(Saved entries)
•••
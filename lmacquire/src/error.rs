use lmfetch::FetchError;
use std::time::Duration;
use thiserror::Error;

/// Issue négative d'une acquisition
///
/// `Clone` : la même issue est diffusée à tous les appelants en attente.
/// Ne contient que des données normalisées (jamais d'erreur d'E/S brute).
#[derive(Debug, Clone, PartialEq, Eq, Error)]
pub enum AcquireError {
    /// Le téléchargement a échoué
    #[error("fetch failed: {0}")]
    Fetch(FetchError),

    /// Un échec récent est encore dans sa fenêtre d'attente
    #[error("last fetch failed ({last}), retry allowed in {}s", retry_in.as_secs())]
    BackingOff { last: FetchError, retry_in: Duration },

    /// Le Cache Store n'a pas pu lire ou écrire
    #[error("storage error: {0}")]
    Storage(String),

    /// Tous les intéressés sont partis avant la fin du téléchargement
    #[error("acquisition cancelled")]
    Cancelled,
}

impl AcquireError {
    /// Erreur de téléchargement sous-jacente (échec direct ou attente après échec)
    pub fn fetch_error(&self) -> Option<&FetchError> {
        match self {
            AcquireError::Fetch(e) => Some(e),
            AcquireError::BackingOff { last, .. } => Some(last),
            _ => None,
        }
    }

    pub fn is_timeout(&self) -> bool {
        self.fetch_error().is_some_and(FetchError::is_timeout)
    }
}

impl From<lmcache::StorageError> for AcquireError {
    fn from(e: lmcache::StorageError) -> Self {
        AcquireError::Storage(e.to_string())
    }
}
•••
§ **Task instructions**
Write out the records once more, precisely as they stand.

§ **Expected answer**
filename lmacquire/src/error.rs
use lmfetch::FetchError;
use std::time::Duration;
use thiserror::Error;

/// Issue négative d'une acquisition
///
/// `Clone` : la même issue est diffusée à tous les appelants en attente.
/// Ne contient que des données normalisées (jamais d'erreur d'E/S brute).
#[derive(Debug, Clone, PartialEq, Eq, Error)]
pub enum AcquireError {
    /// Le téléchargement a échoué
    #[error("fetch failed: {0}")]
    Fetch(FetchError),

    /// Un échec récent est encore dans sa fenêtre d'attente
    #[error("last fetch failed ({last}), retry allowed in {}s", retry_in.as_secs())]
    BackingOff { last: FetchError, retry_in: Duration },

    /// Le Cache Store n'a pas pu lire ou écrire
    #[error("storage error: {0}")]
    Storage(String),

    /// Tous les intéressés sont partis avant la fin du téléchargement
    #[error("acquisition cancelled")]
    Cancelled,
}

impl AcquireError {
    /// Erreur de téléchargement sous-jacente (échec direct ou attente après échec)
    pub fn fetch_error(&self) -> Option<&FetchError> {
        match self {
            AcquireError::Fetch(e) => Some(e),
            AcquireError::BackingOff { last, .. } => Some(last),
            _ => None,
        }
    }

    pub fn is_timeout(&self) -> bool {
        self.fetch_error().is_some_and(FetchError::is_timeout)
    }
}

impl From<lmcache::StorageError> for AcquireError {
    fn from(e: lmcache::StorageError) -> Self {
        AcquireError::Storage(e.to_string())
    }
}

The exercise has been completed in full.